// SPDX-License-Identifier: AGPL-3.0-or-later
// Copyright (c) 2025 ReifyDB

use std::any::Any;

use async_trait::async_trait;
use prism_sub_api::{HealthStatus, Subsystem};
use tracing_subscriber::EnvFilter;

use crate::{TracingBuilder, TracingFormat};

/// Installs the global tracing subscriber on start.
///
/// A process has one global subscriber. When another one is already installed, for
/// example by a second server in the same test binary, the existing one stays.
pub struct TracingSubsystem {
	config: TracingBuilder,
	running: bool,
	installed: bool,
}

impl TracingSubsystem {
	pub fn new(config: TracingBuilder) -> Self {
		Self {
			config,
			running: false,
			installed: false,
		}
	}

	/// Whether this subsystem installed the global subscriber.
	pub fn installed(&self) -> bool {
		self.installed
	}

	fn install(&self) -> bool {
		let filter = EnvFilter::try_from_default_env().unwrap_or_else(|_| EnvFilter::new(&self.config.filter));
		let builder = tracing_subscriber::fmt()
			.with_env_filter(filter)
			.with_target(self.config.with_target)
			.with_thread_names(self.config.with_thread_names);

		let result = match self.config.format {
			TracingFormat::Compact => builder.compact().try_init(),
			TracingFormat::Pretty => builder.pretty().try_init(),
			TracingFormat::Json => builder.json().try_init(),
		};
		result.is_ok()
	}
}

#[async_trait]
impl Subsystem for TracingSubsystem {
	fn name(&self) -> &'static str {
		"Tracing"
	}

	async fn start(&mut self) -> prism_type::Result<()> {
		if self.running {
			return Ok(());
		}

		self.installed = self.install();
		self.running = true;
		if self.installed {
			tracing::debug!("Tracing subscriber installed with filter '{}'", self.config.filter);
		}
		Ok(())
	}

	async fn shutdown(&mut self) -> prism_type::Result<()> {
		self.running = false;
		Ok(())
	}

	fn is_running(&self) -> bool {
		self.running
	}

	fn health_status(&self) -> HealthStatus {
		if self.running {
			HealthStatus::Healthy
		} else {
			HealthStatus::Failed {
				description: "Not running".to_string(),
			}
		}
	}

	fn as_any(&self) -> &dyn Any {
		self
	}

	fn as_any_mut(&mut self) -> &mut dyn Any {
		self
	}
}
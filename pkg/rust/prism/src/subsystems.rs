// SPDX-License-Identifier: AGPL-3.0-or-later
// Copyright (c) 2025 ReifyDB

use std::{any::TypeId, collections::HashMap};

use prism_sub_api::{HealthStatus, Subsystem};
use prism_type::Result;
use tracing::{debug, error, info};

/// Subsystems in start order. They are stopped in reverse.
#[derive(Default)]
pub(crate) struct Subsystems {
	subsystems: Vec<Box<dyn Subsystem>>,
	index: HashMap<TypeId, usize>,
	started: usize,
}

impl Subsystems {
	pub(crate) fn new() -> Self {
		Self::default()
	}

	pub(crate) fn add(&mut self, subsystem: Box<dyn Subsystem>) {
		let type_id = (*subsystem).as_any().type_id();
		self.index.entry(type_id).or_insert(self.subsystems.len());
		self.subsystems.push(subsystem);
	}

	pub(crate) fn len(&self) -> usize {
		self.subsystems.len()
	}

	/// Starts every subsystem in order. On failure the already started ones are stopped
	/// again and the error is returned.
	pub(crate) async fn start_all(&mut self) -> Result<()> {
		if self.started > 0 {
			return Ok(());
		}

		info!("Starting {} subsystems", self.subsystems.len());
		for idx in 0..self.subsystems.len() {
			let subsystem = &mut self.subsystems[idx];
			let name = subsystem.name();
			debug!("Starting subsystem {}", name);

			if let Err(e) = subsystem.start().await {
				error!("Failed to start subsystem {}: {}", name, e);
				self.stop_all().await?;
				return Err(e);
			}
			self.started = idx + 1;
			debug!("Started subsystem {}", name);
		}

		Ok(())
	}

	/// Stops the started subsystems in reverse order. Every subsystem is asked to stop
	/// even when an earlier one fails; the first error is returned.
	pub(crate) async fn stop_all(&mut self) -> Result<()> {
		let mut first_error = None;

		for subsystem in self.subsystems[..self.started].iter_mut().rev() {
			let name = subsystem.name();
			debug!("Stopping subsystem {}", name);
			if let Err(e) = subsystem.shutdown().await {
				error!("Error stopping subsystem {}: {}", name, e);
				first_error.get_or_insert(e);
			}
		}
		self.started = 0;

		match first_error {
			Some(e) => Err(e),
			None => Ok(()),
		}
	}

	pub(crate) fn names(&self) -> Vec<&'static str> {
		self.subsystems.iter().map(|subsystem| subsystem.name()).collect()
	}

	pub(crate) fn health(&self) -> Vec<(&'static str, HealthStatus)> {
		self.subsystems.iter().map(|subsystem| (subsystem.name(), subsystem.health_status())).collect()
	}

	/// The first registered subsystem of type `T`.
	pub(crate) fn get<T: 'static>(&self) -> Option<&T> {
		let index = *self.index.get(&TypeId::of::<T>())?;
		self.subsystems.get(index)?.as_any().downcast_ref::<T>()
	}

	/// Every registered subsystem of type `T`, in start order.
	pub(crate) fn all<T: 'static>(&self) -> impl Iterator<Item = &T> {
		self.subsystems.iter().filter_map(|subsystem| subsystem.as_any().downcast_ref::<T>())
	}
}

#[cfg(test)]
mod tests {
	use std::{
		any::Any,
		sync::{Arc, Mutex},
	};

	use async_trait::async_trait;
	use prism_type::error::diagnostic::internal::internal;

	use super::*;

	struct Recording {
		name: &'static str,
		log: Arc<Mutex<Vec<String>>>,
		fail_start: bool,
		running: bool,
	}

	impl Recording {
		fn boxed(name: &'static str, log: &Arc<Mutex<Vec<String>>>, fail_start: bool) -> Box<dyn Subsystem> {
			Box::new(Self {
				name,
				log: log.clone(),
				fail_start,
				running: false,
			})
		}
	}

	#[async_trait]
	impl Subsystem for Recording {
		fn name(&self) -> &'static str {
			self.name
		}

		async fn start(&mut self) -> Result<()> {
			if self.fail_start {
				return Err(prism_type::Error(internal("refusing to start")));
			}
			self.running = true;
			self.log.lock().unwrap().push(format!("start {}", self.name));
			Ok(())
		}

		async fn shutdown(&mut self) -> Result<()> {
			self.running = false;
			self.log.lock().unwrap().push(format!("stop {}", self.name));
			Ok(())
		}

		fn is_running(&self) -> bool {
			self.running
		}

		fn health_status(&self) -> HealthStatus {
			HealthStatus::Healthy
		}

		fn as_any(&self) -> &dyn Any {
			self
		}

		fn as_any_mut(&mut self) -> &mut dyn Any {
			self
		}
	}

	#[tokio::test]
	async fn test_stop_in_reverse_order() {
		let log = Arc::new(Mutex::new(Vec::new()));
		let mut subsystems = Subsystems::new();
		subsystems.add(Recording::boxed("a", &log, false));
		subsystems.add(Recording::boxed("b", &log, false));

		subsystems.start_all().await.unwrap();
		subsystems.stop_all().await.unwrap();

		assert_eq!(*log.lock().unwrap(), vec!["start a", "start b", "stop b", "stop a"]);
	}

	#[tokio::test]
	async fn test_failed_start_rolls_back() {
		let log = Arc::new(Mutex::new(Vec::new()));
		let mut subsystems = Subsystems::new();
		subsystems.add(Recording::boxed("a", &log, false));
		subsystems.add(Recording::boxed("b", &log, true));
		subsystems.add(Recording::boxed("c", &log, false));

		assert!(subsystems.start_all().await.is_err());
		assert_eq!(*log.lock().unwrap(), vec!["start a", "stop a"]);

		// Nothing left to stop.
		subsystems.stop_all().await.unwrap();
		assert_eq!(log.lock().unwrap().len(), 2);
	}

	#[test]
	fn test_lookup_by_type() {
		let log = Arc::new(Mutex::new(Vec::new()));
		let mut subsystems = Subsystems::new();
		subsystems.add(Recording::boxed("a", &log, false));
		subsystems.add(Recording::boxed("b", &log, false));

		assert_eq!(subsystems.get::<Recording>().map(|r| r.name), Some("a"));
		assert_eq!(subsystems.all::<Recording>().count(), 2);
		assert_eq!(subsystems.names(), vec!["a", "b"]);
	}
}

....

§ **WORK TASK**
If a line of the data above contains "HashMap", copy it out.

§ **FINISHED EXERCISE**
use std::{any::TypeId, collections::HashMap};
	index: HashMap<TypeId, usize>,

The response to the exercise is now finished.